Radio Antenna On Chimney ?

In message , snipped-for-privacy@privacy.net writes

Crows can be a radio engineers best friend too.

I had a PMR base on a site with a 100 foot tower in Nottingham and the customer complained of intermittent poor range. I went up there twice and checked the base and the aerial were OK. The aerial I swept from ground level and it checked OK. On the third visit I was getting the same results and beginning to suspect foul play, the customer had a few enemies and had in the past had his system jammed. Any way all of a sudden the aerial showed a fault for a couple of seconds, this happened

2 or 3 times in quick succession. Standing in the doorway of the site hut and looking up a crow was perched on top of the aerial and every time it took off the aerial, 3m long fibreglass tube waved about.

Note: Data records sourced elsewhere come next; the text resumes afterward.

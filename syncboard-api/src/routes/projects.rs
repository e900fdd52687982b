/// Project endpoints
///
/// CRUD operations, member management, and progress statistics.
///
/// # Endpoints
///
/// - `GET /api/v1/projects/` - Projects the caller owns or belongs to
/// - `POST /api/v1/projects/` - Create project (caller becomes owner)
/// - `GET /api/v1/projects/:id` - Project details with members
/// - `PUT /api/v1/projects/:id` - Update name/description (admin)
/// - `DELETE /api/v1/projects/:id` - Delete project (owner only)
/// - `GET /api/v1/projects/:id/members` - Member list
/// - `POST /api/v1/projects/:id/members` - Add member by email (admin)
/// - `GET /api/v1/projects/:id/progress` - Task completion statistics
///
/// Access rules: every route requires membership or ownership of the
/// project (403 otherwise, including for project ids that do not
/// exist); mutating routes additionally require the admin or owner
/// role where noted.

use crate::{
    app::AppState,
    error::{ApiError, ApiResult},
};
use axum::{
    extract::{Path, State},
    http::StatusCode,
    Extension, Json,
};
use serde::{Deserialize, Serialize};
use syncboard_shared::{
    auth::{access, middleware::AuthContext},
    models::{
        membership::{CreateMembership, Membership, MembershipRole, ProjectMember},
        project::{CreateProject, Project, UpdateProject},
        task::{Task, TaskProgress},
        user::User,
    },
};
use uuid::Uuid;
use validator::Validate;

/// Create project request
#[derive(Debug, Deserialize, Validate)]
pub struct CreateProjectRequest {
    /// Project name
    #[validate(length(min = 1, max = 255, message = "Name must be 1 to 255 characters"))]
    pub name: String,

    /// Optional description
    pub description: Option<String>,
}

/// Update project request
///
/// Absent fields keep their current value.
#[derive(Debug, Deserialize, Validate)]
pub struct UpdateProjectRequest {
    /// New name
    #[validate(length(min = 1, max = 255, message = "Name must be 1 to 255 characters"))]
    pub name: Option<String>,

    /// New description
    pub description: Option<String>,
}

/// Add member request
#[derive(Debug, Deserialize, Validate)]
pub struct AddMemberRequest {
    /// Email of the user to add
    #[validate(email(message = "Invalid email format"))]
    pub email: String,

    /// Role for the new member (default: member)
    pub role: Option<MembershipRole>,
}

/// Project with its member list embedded
#[derive(Debug, Serialize)]
pub struct ProjectWithMembers {
    /// Project row
    #[serde(flatten)]
    pub project: Project,

    /// Current members, owner included
    pub members: Vec<ProjectMember>,
}

/// Loads a project's members and embeds them in the response shape
async fn with_members(state: &AppState, project: Project) -> ApiResult<ProjectWithMembers> {
    let members = Membership::list_members(&state.db, project.id).await?;
    Ok(ProjectWithMembers { project, members })
}

/// List the caller's projects
///
/// Returns every project the caller owns or belongs to, newest first,
/// each with its member list embedded.
pub async fn list_projects(
    State(state): State<AppState>,
    Extension(ctx): Extension<AuthContext>,
) -> ApiResult<Json<Vec<ProjectWithMembers>>> {
    let projects = Project::list_for_user(&state.db, ctx.user_id).await?;

    let mut response = Vec::with_capacity(projects.len());
    for project in projects {
        response.push(with_members(&state, project).await?);
    }

    Ok(Json(response))
}

/// Create a project
///
/// The caller becomes the owner; the owner membership row is inserted
/// in the same transaction as the project itself.
///
/// # Endpoint
///
/// ```text
/// POST /api/v1/projects/
/// Content-Type: application/json
///
/// {
///   "name": "Apollo",
///   "description": "Q3 launch work"
/// }
/// ```
///
/// # Errors
///
/// - `400 Bad Request`: Validation failed
pub async fn create_project(
    State(state): State<AppState>,
    Extension(ctx): Extension<AuthContext>,
    Json(req): Json<CreateProjectRequest>,
) -> ApiResult<(StatusCode, Json<ProjectWithMembers>)> {
    req.validate()?;

    let project = Project::create(
        &state.db,
        CreateProject {
            name: req.name,
            description: req.description,
            owner_id: ctx.user_id,
        },
    )
    .await?;

    tracing::info!(project_id = %project.id, owner_id = %ctx.user_id, "Project created");

    let response = with_members(&state, project).await?;
    Ok((StatusCode::CREATED, Json(response)))
}

/// Get project details with members
pub async fn get_project(
    State(state): State<AppState>,
    Extension(ctx): Extension<AuthContext>,
    Path(project_id): Path<Uuid>,
) -> ApiResult<Json<ProjectWithMembers>> {
    access::require_access(&state.db, ctx.user_id, project_id).await?;

    let project = Project::find_by_id(&state.db, project_id)
        .await?
        .ok_or_else(|| ApiError::NotFound("Project not found".to_string()))?;

    Ok(Json(with_members(&state, project).await?))
}

/// Update a project's name or description
///
/// # Errors
///
/// - `403 Forbidden`: Caller is not an admin or the owner
/// - `404 Not Found`: Project was deleted concurrently
pub async fn update_project(
    State(state): State<AppState>,
    Extension(ctx): Extension<AuthContext>,
    Path(project_id): Path<Uuid>,
    Json(req): Json<UpdateProjectRequest>,
) -> ApiResult<Json<ProjectWithMembers>> {
    req.validate()?;
    access::require_admin(&state.db, ctx.user_id, project_id).await?;

    let project = Project::update(
        &state.db,
        project_id,
        UpdateProject {
            name: req.name,
            description: req.description,
        },
    )
    .await?
    .ok_or_else(|| ApiError::NotFound("Project not found".to_string()))?;

    Ok(Json(with_members(&state, project).await?))
}

/// Delete a project
///
/// Owner only; memberships, tasks, comments, and notifications
/// referencing the project cascade away with it.
pub async fn delete_project(
    State(state): State<AppState>,
    Extension(ctx): Extension<AuthContext>,
    Path(project_id): Path<Uuid>,
) -> ApiResult<StatusCode> {
    access::require_access(&state.db, ctx.user_id, project_id).await?;

    let project = Project::find_by_id(&state.db, project_id)
        .await?
        .ok_or_else(|| ApiError::NotFound("Project not found".to_string()))?;

    if project.owner_id != ctx.user_id {
        return Err(ApiError::Forbidden(
            "Only the project owner can delete the project".to_string(),
        ));
    }

    Project::delete(&state.db, project_id).await?;
    tracing::info!(project_id = %project_id, "Project deleted");

    Ok(StatusCode::NO_CONTENT)
}

/// List project members
pub async fn list_members(
    State(state): State<AppState>,
    Extension(ctx): Extension<AuthContext>,
    Path(project_id): Path<Uuid>,
) -> ApiResult<Json<Vec<ProjectMember>>> {
    access::require_access(&state.db, ctx.user_id, project_id).await?;

    let members = Membership::list_members(&state.db, project_id).await?;
    Ok(Json(members))
}

/// Add a member to a project
///
/// # Endpoint
///
/// ```text
/// POST /api/v1/projects/:id/members
/// Content-Type: application/json
///
/// {
///   "email": "linus@example.com",
///   "role": "member"
/// }
/// ```
///
/// # Errors
///
/// - `400 Bad Request`: Invalid email or a role other than admin/member
/// - `403 Forbidden`: Caller is not an admin or the owner
/// - `404 Not Found`: No account with that email
/// - `409 Conflict`: User is already a member
pub async fn add_member(
    State(state): State<AppState>,
    Extension(ctx): Extension<AuthContext>,
    Path(project_id): Path<Uuid>,
    Json(req): Json<AddMemberRequest>,
) -> ApiResult<(StatusCode, Json<Membership>)> {
    req.validate()?;
    access::require_admin(&state.db, ctx.user_id, project_id).await?;

    let role = req.role.unwrap_or(MembershipRole::Member);
    if role == MembershipRole::Owner {
        return Err(ApiError::BadRequest(
            "Role must be admin or member".to_string(),
        ));
    }

    let user = User::find_by_email(&state.db, &req.email)
        .await?
        .ok_or_else(|| ApiError::NotFound("User not found with this email".to_string()))?;

    if Membership::exists(&state.db, project_id, user.id).await? {
        return Err(ApiError::Conflict(
            "User is already a member of this project".to_string(),
        ));
    }

    let membership = Membership::create(
        &state.db,
        CreateMembership {
            project_id,
            user_id: user.id,
            role,
        },
    )
    .await?;

    tracing::info!(project_id = %project_id, user_id = %user.id, "Member added");

    // Fan-out runs after the membership is committed.
    state
        .fanout
        .member_added(project_id, user.id, ctx.user_id)
        .await;

    Ok((StatusCode::CREATED, Json(membership)))
}

/// Project progress statistics
///
/// Task counts grouped by status plus a completion percentage rounded
/// to two decimals; an empty project reports 0.0.
pub async fn project_progress(
    State(state): State<AppState>,
    Extension(ctx): Extension<AuthContext>,
    Path(project_id): Path<Uuid>,
) -> ApiResult<Json<TaskProgress>> {
    access::require_access(&state.db, ctx.user_id, project_id).await?;

    let progress = Task::progress(&state.db, project_id).await?;
    Ok(Json(progress))
}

I thanked the crow for its help and ordered a new aerial.

On the subject of chimneys I would go for

it is more expensive but will withstand the loading the OP has in mind with no problems at all and although it still has only one lashing wire it has more metal against the stack and will be less prone to twisting, not that the first one mentioned probably would either. But this definitely would not.

Within reason try and get the aerial as high above the chimney as aesthetics will allow, this will give a better take off, especially if you have neighbouring chimneys and roofs near by.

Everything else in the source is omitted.